WORK INSTRUCTION: Using the data below, count the lines that carry the string "trace" and write only the count.

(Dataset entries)

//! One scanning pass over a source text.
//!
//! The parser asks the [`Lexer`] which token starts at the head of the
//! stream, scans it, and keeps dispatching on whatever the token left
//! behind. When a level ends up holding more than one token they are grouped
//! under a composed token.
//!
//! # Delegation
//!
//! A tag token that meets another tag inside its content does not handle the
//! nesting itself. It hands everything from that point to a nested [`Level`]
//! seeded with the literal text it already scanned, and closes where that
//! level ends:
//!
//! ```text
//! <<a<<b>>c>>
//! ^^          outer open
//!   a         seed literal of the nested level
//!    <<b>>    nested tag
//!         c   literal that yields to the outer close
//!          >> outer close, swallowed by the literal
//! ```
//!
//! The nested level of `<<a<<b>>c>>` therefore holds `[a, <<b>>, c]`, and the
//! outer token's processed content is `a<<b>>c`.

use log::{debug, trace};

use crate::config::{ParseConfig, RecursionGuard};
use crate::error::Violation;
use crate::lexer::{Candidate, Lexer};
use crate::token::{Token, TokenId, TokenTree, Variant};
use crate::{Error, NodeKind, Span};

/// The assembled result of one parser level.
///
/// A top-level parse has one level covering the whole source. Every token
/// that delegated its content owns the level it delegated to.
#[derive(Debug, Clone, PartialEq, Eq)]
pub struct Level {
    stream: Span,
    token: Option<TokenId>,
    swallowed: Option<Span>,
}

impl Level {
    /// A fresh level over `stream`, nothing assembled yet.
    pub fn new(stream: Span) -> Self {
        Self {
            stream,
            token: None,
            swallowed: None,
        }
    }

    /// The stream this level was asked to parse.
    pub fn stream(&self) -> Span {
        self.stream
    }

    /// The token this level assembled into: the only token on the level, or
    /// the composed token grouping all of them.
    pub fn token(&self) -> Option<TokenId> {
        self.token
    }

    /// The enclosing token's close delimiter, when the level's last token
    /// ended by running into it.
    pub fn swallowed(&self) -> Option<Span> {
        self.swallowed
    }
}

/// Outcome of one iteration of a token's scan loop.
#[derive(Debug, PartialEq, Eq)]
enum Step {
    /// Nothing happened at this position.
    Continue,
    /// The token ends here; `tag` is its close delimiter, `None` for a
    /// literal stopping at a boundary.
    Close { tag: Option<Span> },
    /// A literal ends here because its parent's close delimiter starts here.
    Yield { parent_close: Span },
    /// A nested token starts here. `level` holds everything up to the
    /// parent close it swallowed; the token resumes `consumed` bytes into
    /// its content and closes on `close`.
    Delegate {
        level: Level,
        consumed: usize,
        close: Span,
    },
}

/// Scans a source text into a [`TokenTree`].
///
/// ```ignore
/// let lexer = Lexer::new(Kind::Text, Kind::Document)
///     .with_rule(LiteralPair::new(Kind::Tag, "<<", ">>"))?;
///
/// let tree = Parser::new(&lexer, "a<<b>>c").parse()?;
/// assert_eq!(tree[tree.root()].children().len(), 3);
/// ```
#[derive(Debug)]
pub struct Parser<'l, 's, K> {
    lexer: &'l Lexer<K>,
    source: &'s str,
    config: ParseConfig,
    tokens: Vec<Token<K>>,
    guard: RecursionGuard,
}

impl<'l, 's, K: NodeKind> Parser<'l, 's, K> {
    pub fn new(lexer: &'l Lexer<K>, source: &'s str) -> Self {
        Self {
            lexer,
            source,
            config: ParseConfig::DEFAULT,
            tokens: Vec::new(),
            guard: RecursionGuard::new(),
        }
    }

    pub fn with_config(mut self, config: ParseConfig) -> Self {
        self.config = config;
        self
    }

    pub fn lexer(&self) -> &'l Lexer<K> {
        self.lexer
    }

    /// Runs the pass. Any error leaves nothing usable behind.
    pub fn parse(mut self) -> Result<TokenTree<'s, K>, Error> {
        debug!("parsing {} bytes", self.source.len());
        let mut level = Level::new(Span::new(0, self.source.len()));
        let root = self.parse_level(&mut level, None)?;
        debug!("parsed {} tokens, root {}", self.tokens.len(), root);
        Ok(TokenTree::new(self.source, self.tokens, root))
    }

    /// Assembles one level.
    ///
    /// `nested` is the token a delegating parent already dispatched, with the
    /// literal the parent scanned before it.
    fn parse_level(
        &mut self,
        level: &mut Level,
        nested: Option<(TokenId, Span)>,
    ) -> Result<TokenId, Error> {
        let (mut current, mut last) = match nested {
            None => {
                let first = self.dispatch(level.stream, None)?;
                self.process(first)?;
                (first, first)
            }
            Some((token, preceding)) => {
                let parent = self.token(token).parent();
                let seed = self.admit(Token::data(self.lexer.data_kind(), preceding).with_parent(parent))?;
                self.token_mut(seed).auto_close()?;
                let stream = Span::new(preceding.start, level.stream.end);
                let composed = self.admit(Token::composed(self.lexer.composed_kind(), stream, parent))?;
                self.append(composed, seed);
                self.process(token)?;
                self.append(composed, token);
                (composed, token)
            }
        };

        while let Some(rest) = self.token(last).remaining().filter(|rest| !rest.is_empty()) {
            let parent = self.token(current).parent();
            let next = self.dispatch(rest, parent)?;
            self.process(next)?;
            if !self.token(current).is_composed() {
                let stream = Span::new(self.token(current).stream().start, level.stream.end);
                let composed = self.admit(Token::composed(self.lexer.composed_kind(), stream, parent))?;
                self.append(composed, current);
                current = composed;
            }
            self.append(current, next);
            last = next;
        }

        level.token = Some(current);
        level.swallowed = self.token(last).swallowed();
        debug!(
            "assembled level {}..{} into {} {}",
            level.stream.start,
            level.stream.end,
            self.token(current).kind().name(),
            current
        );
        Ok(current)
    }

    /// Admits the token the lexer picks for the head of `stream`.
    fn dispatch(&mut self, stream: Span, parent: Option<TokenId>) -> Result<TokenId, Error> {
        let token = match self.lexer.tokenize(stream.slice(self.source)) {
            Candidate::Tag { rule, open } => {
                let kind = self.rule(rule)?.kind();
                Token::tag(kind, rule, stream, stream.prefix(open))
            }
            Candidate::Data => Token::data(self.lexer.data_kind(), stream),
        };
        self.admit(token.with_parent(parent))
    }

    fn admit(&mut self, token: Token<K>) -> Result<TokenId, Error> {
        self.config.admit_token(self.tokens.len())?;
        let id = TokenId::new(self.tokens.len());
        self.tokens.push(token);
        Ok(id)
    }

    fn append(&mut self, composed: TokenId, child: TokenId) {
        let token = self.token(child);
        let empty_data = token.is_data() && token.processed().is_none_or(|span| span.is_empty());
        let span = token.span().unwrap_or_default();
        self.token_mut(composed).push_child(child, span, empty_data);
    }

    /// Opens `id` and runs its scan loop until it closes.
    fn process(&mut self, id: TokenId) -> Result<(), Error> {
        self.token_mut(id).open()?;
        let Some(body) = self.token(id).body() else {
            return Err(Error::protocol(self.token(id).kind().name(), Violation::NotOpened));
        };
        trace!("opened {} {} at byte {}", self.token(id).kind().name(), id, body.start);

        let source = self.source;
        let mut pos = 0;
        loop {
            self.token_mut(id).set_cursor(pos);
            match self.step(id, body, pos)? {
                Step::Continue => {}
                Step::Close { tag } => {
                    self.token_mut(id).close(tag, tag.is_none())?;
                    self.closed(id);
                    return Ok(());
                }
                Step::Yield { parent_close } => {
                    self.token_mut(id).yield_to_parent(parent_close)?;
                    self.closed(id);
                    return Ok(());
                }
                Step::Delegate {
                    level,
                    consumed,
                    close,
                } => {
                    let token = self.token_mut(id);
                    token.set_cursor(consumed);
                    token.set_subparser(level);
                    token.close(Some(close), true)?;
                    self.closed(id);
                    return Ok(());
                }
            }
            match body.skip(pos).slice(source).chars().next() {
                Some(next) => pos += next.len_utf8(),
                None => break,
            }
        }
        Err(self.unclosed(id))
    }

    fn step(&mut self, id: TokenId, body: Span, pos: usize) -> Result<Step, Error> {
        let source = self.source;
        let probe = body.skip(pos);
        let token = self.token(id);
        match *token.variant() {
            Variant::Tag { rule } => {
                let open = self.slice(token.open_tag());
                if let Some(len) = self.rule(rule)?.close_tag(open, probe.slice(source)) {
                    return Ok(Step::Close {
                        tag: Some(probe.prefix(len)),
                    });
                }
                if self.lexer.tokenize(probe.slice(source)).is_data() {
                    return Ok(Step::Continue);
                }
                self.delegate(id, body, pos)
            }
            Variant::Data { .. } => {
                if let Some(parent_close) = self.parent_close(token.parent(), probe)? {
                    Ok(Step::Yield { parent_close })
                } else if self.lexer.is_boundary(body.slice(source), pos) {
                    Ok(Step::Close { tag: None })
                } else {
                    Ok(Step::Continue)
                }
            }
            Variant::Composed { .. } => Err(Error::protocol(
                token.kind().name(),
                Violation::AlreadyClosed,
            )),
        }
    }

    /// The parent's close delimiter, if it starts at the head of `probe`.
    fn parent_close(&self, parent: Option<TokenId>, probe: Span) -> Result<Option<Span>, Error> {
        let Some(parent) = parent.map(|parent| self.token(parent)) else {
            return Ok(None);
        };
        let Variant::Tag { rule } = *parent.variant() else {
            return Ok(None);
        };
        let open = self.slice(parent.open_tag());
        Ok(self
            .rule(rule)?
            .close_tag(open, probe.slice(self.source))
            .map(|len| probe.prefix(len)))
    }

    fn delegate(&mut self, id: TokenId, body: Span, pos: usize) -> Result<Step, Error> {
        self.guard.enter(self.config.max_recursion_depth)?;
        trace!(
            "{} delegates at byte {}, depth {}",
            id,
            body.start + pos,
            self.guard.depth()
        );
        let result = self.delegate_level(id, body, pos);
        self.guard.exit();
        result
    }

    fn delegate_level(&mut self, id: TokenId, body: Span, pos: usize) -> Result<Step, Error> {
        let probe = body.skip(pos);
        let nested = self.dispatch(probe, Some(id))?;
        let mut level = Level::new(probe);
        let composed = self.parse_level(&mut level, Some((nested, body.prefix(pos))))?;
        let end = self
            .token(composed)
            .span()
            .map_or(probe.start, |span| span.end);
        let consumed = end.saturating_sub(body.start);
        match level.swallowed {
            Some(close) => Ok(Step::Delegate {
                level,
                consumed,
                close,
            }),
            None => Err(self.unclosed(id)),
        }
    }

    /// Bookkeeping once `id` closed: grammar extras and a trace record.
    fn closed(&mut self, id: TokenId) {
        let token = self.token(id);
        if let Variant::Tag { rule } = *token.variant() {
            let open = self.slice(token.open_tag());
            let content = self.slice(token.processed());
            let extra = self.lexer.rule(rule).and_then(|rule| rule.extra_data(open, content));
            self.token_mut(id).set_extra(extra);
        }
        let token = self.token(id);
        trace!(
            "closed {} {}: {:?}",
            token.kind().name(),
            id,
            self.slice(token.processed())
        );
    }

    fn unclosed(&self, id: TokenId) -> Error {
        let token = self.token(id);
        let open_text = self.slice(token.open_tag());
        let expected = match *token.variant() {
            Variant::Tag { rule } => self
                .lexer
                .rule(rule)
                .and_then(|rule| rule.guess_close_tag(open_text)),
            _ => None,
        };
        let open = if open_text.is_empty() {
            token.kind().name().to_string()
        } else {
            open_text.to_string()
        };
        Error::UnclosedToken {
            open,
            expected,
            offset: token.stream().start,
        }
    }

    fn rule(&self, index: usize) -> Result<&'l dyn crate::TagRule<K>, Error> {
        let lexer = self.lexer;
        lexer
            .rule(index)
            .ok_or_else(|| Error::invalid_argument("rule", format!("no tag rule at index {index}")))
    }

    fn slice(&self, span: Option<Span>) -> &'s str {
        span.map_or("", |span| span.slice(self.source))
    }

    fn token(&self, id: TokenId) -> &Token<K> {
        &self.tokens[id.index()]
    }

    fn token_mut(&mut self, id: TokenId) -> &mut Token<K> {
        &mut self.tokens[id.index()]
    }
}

==

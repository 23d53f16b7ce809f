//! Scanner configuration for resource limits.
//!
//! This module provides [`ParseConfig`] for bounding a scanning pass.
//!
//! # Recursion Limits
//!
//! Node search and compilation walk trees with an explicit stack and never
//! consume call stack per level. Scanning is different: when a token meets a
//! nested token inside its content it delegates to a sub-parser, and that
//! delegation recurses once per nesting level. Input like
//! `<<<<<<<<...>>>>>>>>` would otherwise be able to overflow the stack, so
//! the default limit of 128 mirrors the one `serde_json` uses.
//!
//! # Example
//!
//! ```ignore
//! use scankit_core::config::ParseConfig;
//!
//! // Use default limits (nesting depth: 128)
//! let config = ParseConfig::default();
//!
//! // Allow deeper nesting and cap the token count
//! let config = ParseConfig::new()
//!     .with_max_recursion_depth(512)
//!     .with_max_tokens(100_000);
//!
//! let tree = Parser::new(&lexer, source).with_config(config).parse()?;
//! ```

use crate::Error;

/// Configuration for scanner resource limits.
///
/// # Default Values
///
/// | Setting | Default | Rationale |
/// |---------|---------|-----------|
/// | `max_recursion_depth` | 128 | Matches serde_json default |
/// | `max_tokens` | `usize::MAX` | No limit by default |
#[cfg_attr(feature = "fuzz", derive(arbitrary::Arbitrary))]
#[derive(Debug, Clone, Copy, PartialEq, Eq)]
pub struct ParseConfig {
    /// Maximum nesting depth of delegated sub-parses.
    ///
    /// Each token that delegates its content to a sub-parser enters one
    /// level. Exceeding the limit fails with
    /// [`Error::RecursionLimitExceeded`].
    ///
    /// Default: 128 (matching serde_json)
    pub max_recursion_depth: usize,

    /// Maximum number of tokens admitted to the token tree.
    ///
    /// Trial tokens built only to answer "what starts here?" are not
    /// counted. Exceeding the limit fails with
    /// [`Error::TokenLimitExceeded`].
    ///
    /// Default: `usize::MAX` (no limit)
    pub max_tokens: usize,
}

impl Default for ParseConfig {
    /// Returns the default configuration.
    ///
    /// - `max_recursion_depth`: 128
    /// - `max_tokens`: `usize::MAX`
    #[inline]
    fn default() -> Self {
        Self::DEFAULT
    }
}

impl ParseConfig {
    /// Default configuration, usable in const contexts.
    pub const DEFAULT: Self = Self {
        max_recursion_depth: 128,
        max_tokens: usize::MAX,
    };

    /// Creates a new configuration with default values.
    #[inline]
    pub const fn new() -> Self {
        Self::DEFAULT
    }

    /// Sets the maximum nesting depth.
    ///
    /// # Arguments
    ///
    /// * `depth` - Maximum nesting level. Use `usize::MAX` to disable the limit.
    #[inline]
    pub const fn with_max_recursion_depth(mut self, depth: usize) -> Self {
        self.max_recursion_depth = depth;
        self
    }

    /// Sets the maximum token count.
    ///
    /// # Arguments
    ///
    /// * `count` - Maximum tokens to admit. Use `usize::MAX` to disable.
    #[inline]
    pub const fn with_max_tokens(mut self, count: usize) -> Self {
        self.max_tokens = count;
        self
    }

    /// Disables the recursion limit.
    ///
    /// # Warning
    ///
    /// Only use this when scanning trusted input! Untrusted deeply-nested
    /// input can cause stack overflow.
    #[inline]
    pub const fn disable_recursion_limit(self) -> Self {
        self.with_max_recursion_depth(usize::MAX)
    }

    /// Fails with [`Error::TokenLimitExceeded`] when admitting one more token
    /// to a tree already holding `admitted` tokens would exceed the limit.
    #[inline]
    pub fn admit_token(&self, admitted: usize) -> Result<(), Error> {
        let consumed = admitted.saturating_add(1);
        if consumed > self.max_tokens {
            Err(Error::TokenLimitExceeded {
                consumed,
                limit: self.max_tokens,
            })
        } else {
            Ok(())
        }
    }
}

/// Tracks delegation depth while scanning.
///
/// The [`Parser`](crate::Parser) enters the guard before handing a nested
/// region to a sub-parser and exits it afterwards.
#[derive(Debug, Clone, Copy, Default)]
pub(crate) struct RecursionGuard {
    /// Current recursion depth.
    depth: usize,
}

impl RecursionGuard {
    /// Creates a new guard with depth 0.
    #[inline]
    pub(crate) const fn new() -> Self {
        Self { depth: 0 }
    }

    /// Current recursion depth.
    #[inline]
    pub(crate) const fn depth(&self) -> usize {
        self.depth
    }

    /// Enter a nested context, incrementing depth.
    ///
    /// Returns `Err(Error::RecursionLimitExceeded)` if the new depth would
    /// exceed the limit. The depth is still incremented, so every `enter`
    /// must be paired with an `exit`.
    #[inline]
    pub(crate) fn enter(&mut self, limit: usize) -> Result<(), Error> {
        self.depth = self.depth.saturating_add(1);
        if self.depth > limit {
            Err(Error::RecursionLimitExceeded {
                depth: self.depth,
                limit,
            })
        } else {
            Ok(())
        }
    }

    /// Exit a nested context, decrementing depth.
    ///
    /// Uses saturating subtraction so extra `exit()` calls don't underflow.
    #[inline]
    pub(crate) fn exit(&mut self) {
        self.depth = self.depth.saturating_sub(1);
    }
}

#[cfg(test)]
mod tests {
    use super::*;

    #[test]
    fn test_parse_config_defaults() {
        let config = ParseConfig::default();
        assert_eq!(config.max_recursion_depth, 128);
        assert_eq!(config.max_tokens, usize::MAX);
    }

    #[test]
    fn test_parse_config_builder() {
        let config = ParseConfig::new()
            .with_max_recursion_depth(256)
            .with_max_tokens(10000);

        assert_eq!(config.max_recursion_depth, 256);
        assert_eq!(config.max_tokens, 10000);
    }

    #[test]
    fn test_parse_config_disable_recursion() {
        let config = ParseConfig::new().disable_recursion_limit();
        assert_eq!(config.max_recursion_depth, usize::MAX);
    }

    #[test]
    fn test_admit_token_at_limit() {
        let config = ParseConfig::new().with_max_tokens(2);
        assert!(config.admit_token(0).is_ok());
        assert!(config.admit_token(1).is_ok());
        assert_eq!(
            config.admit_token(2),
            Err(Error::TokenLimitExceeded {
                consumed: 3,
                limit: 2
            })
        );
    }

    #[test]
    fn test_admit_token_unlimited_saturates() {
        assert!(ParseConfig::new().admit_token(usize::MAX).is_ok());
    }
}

REPLY: 5